Chronic Disease Management: Obesity
Obesity and overweight is a serious epidemic that plagues today’s society. Over 30% of the adult population in the United States is obese with two thirds overweight or obese. This epidemic carries an increased risk for various co-morbidities and chronic conditions such as diabetes, hypertension, cardiovascular disease, joint and back pain, and inflammation. Further, an immense financial burden is imposed on the healthcare system to treat these co-morbidities. The problem of overweight and obesity is analogous to a bathroom sink that is overflowing. Treating the results is like using a towel to dry the floor, which might provide some temporary relief, but does not solve the problem. Treating the source, obesity, is like turning off the sink and unclogging it.(Maybe not necessary) Weight gain is a product of an imbalanced Energy Balance, where Energy Balance is the relation of Energy Intake (EI) versus Energy Expenditure (EE). EI is the amount of energy an individual acquires through ingestion of solids and liquids.
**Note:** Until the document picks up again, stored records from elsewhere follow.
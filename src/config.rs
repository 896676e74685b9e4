//! Run configuration built from the command line

use anyhow::{bail, Result};
use std::path::{Path, PathBuf};

/// Scenario used when no configuration file is given
pub const DEFAULT_CONFIG_FILE: &str = "data/hello/hello.sumocfg";

/// Engine binary looked up on `PATH` (or under `SUMO_HOME/bin`)
pub const DEFAULT_SUMO_BINARY: &str = "sumo";

/// Default env_logger filter
pub const DEFAULT_LOG_FILTER: &str = "info";

/// What to load and how long to run it
#[derive(Debug, Clone, PartialEq, Eq)]
pub struct DriverConfig {
    pub config_file: PathBuf,
    pub num_steps: u64,
}

impl DriverConfig {
    pub fn new(config_file: impl Into<PathBuf>, num_steps: u64) -> Self {
        Self {
            config_file: config_file.into(),
            num_steps,
        }
    }
}

impl Default for DriverConfig {
    fn default() -> Self {
        Self::new(DEFAULT_CONFIG_FILE, 0)
    }
}

/// How to reach the engine
#[derive(Debug, Clone, PartialEq, Eq)]
pub struct EngineOptions {
    pub sumo_binary: PathBuf,
    /// 0 picks a free port
    pub remote_port: u16,
}

impl EngineOptions {
    /// Build options, resolving a bare binary name against `sumo_home`
    pub fn new(sumo_binary: &Path, remote_port: u16, sumo_home: Option<&Path>) -> Result<Self> {
        if sumo_binary.as_os_str().is_empty() {
            bail!("--sumo_binary must not be empty");
        }
        Ok(Self {
            sumo_binary: resolve_sumo_binary(sumo_binary, sumo_home),
            remote_port,
        })
    }
}

/// A bare binary name is looked up in `<sumo_home>/bin` first; anything with
/// a directory component is used as given.
pub fn resolve_sumo_binary(binary: &Path, sumo_home: Option<&Path>) -> PathBuf {
    let is_bare = binary.components().count() == 1 && binary.parent() == Some(Path::new(""));
    if let (true, Some(home)) = (is_bare, sumo_home) {
        let candidate = home.join("bin").join(binary);
        if candidate.is_file() {
            return candidate;
        }
    }
    binary.to_path_buf()
}
//! # AAS-EventBridge CLI
//!
//! Command-line utilities for encoding, topic inspection, and frame checks.

use aas_eventbridge_core::EntityIds;
use aas_eventbridge_proto::{
    decode_id_base64url, encode_id_base64url, MessageFrame, TopicKind, TopicScheme,
};
use anyhow::{bail, Context, Result};
use std::env;

fn main() -> Result<()> {
    let args: Vec<String> = env::args().collect();

    if args.len() < 2 {
        print_help();
        return Ok(());
    }

    match args[1].as_str() {
        "encode" => {
            if args.len() < 3 {
                eprintln!("Usage: aas-eventbridge encode <identifier>");
                std::process::exit(1);
            }
            let id = &args[2];
            let encoded = encode_id_base64url(id);
            println!("{encoded}");
        }
        "decode" => {
            if args.len() < 3 {
                eprintln!("Usage: aas-eventbridge decode <encoded>");
                std::process::exit(1);
            }
            let encoded = &args[2];
            let decoded = decode_id_base64url(encoded).context("Failed to decode")?;
            println!("{decoded}");
        }
        "topic" => {
            if args.len() < 4 {
                eprintln!("Usage: aas-eventbridge topic <kind> <shell-id> [submodel-id] [path] [repo]");
                std::process::exit(1);
            }
            let kind = parse_kind(&args[2])?;
            let mut ids = EntityIds::new(&args[3], args.get(4).cloned().unwrap_or_default());
            if let Some(repo) = args.get(6) {
                ids = ids.in_repo(repo);
            }
            let path = args.get(5).map_or("", String::as_str);
            println!("{}", TopicScheme::default().topic(kind, &ids, path));
        }
        "parse-topic" => {
            if args.len() < 3 {
                eprintln!("Usage: aas-eventbridge parse-topic <topic>");
                std::process::exit(1);
            }
            let Some(parsed) = TopicScheme::default().parse(&args[2]) else {
                bail!("Not an event bridge topic: {}", args[2]);
            };
            println!("kind:      {:?}", parsed.kind);
            println!("repo:      {}", parsed.repo_id);
            if let Some(shell_id) = parsed.shell_id {
                println!("shell:     {shell_id}");
            }
            if let Some(submodel_id) = parsed.submodel_id {
                println!("submodel:  {submodel_id}");
            }
            if let Some(path) = parsed.path {
                println!("path:      {path}");
            }
        }
        "frame-check" => {
            if args.len() < 3 {
                eprintln!("Usage: aas-eventbridge frame-check <file>");
                std::process::exit(1);
            }
            let bytes = std::fs::read(&args[2])
                .with_context(|| format!("Failed to read {}", args[2]))?;
            let frame = MessageFrame::decode(&bytes).context("Invalid message frame")?;
            let pretty =
                serde_json::to_string_pretty(&frame).context("Failed to render frame")?;
            println!("{pretty}");
        }
        "help" | "--help" | "-h" => {
            print_help();
        }
        cmd => {
            eprintln!("Unknown command: {cmd}");
            print_help();
            std::process::exit(1);
        }
    }

    Ok(())
}

fn parse_kind(value: &str) -> Result<TopicKind> {
    Ok(match value {
        "shell-created" => TopicKind::ShellCreated,
        "submodel-created" => TopicKind::SubmodelCreated,
        "submodel-deleted" => TopicKind::SubmodelDeleted,
        "element-created" => TopicKind::ElementCreated,
        "element-updated" => TopicKind::ElementUpdated,
        "element-deleted" => TopicKind::ElementDeleted,
        "element-value" => TopicKind::ElementValue,
        other => bail!("Unknown topic kind: {other}"),
    })
}

fn print_help() {
    println!(
        r#"AAS-EventBridge CLI

USAGE:
    aas-eventbridge <COMMAND> [OPTIONS]

COMMANDS:
    encode <id>              Encode an AAS identifier to base64url (no padding)
    decode <encoded>         Decode a base64url-encoded identifier
    topic <kind> <shell-id> [submodel-id] [path] [repo]
                             Print the topic for an event
    parse-topic <topic>      Show the kind and identifiers of a topic
    frame-check <file>       Validate a JSON message frame
    help                     Show this help message

TOPIC KINDS:
    shell-created, submodel-created, submodel-deleted,
    element-created, element-updated, element-deleted, element-value

EXAMPLES:
    aas-eventbridge encode "urn:example:aas:asset1"
    aas-eventbridge topic element-value urn:example:aas:1 urn:example:sm:data temperature
"#
    );
}

#[cfg(test)]
mod tests {
    use super::*;

    #[test]
    fn kinds_parse() {
        assert_eq!(parse_kind("element-value").unwrap(), TopicKind::ElementValue);
        assert_eq!(parse_kind("shell-created").unwrap(), TopicKind::ShellCreated);
        assert!(parse_kind("element").is_err());
    }
}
EE is the amount of energy an individual expends through activity and basic bodily functioning such as organ maintenance. Weight loss can be achieved through lowering EI and/or increasing EE such that more energy is consumed than ingested; weight maintenance is achieved by keeping EI and EE roughly equal. In practice, however, the solution is not this straight forward, as there is a myriad of possible causes for the energy imbalance that vary per individual. Most weight loss and weight maintenance therapies focus on changing EI and EE. Our goal is to provide automated detection and monitoring of EI and EE to aid in an individualized therapy. EI can be detected using microphone and strain sensors to detect instances of food/liquid consumption. Detection of EE is possible using sensors such as accelerometers, pedometers, and heart rate monitors as well as formulas based on an individual’s height, weight, gender, and age. These sensors can be incorporated in an existing wireless monitoring system, which includes various other biological sensors such as a digital weight scale and blood pressure monitor. This system offers a snapshot of each individual undergoing weight loss therapy which allows assessment and adjustment to the prescribed therapy to increase effectiveness.